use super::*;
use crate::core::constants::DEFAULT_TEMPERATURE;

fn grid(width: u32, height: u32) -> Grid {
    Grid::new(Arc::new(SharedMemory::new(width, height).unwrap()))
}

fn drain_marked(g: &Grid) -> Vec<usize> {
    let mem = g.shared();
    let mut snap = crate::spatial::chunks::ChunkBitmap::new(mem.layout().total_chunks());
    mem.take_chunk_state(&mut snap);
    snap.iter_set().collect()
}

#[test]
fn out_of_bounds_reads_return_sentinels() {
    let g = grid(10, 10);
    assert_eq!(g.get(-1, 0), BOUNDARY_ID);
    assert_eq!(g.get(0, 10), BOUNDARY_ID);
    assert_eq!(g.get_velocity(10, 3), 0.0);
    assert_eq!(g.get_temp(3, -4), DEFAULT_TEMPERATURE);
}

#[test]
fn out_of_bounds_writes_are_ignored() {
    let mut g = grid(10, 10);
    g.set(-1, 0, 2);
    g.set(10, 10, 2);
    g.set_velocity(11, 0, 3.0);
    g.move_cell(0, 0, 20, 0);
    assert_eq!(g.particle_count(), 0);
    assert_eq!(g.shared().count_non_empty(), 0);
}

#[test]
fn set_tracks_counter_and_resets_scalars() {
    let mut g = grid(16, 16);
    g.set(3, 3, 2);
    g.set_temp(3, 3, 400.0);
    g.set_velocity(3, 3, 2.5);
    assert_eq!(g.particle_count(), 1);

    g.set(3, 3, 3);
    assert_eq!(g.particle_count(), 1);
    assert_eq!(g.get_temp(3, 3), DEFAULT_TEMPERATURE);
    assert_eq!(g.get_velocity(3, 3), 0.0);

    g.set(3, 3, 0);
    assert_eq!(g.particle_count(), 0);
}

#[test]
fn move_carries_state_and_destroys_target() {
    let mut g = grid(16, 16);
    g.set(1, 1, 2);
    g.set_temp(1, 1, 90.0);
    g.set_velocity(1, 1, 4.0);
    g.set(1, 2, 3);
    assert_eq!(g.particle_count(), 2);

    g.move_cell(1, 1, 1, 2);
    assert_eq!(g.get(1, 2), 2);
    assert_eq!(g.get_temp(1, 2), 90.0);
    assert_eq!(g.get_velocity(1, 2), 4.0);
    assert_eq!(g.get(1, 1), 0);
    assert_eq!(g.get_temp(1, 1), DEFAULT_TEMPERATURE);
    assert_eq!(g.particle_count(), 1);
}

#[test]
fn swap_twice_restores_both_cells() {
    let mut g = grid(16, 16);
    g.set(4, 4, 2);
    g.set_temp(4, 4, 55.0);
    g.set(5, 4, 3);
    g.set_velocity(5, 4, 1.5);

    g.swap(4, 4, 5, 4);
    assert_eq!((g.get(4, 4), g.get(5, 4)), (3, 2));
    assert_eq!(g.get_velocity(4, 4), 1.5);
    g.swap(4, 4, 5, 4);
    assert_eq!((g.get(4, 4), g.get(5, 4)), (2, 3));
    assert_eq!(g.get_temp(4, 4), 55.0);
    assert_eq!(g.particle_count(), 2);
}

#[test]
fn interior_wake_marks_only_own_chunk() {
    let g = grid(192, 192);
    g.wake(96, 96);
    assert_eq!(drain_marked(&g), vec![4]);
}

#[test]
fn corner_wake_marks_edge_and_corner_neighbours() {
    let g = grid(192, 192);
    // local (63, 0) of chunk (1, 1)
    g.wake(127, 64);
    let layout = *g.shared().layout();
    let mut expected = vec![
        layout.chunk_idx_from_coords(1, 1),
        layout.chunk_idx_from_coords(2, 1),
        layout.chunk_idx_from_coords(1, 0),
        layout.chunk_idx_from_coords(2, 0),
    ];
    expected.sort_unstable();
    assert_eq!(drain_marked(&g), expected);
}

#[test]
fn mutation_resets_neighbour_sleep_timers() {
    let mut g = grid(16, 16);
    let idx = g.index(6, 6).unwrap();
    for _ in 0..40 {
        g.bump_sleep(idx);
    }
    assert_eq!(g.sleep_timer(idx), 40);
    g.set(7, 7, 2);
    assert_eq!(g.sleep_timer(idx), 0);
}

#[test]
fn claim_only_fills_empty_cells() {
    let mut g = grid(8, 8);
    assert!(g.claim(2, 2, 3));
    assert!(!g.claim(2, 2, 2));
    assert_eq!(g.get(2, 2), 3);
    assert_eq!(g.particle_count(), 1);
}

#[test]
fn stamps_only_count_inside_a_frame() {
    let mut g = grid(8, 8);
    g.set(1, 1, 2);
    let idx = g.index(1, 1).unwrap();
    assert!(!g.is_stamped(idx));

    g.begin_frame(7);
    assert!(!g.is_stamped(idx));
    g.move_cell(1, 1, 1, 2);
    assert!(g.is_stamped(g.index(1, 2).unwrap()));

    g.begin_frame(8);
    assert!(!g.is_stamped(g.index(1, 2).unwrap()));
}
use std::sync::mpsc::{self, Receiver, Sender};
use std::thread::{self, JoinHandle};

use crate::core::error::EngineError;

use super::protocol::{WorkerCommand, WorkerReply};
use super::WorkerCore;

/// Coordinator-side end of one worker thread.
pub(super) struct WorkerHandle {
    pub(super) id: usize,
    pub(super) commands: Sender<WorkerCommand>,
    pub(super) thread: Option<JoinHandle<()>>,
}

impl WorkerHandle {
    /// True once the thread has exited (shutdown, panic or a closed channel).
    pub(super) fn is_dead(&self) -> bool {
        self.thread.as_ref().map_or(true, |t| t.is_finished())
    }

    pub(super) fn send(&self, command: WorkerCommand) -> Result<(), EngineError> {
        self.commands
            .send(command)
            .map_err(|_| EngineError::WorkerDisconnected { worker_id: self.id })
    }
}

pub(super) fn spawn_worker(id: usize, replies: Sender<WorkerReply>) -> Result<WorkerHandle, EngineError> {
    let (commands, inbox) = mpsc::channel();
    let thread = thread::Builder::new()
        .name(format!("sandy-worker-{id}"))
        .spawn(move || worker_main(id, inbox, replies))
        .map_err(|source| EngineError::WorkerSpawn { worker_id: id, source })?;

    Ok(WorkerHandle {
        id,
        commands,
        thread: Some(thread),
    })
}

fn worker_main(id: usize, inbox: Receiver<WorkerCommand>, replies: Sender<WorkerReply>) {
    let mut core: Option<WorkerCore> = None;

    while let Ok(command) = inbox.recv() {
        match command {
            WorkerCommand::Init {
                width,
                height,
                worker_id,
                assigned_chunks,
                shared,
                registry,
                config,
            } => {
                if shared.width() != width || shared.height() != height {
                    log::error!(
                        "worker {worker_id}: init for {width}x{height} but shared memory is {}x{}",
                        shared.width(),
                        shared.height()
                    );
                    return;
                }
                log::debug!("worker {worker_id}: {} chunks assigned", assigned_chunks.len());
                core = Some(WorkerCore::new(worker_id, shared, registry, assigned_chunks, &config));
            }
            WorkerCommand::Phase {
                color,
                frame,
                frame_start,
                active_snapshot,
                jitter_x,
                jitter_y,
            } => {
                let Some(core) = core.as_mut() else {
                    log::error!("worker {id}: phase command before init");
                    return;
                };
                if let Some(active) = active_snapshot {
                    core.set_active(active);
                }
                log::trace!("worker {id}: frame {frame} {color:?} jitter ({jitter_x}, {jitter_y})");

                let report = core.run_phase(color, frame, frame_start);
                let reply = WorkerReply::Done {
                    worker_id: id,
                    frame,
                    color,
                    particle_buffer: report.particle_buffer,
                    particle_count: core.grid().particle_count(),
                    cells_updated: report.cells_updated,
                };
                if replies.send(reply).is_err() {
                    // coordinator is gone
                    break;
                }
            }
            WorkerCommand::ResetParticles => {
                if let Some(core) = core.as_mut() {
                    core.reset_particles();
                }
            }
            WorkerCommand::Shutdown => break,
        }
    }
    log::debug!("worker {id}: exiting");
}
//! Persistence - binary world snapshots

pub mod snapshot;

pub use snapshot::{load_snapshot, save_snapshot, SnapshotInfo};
--
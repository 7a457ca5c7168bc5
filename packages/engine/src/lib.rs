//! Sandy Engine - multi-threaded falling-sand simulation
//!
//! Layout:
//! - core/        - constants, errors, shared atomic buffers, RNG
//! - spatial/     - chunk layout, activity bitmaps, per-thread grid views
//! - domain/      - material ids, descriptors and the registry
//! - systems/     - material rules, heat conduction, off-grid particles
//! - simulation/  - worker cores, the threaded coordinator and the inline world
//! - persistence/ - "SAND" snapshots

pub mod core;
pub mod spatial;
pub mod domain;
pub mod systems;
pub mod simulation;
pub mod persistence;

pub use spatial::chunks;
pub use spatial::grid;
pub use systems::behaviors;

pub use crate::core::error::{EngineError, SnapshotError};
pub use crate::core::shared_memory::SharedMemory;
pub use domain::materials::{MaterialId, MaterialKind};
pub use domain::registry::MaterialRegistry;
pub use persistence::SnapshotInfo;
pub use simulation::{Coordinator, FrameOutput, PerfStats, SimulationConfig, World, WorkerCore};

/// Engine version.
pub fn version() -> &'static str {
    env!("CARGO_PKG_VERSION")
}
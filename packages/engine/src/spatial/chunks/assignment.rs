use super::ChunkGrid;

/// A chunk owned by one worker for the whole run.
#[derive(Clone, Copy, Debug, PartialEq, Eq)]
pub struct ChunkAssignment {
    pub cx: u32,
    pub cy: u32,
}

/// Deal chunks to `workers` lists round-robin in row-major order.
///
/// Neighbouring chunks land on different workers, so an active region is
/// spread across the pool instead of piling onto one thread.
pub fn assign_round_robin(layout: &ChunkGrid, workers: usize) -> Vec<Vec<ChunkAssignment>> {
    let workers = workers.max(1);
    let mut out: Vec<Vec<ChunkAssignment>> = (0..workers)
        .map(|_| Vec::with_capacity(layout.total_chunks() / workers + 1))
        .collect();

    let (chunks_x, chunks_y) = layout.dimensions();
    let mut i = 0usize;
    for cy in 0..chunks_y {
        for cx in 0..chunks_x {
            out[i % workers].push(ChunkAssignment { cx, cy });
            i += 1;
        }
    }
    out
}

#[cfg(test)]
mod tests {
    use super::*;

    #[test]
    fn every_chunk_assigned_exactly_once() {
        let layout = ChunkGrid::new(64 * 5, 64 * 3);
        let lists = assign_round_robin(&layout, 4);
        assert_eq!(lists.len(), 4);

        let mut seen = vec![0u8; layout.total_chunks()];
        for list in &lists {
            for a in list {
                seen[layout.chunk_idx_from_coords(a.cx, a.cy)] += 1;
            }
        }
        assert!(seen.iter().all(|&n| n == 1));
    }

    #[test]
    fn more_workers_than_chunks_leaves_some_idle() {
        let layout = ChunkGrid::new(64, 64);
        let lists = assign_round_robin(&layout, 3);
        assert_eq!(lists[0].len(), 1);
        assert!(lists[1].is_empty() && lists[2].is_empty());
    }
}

# Task description
Answer with the count alone: how many lines in the data above have "Sender" in them?

# Answer for the task
4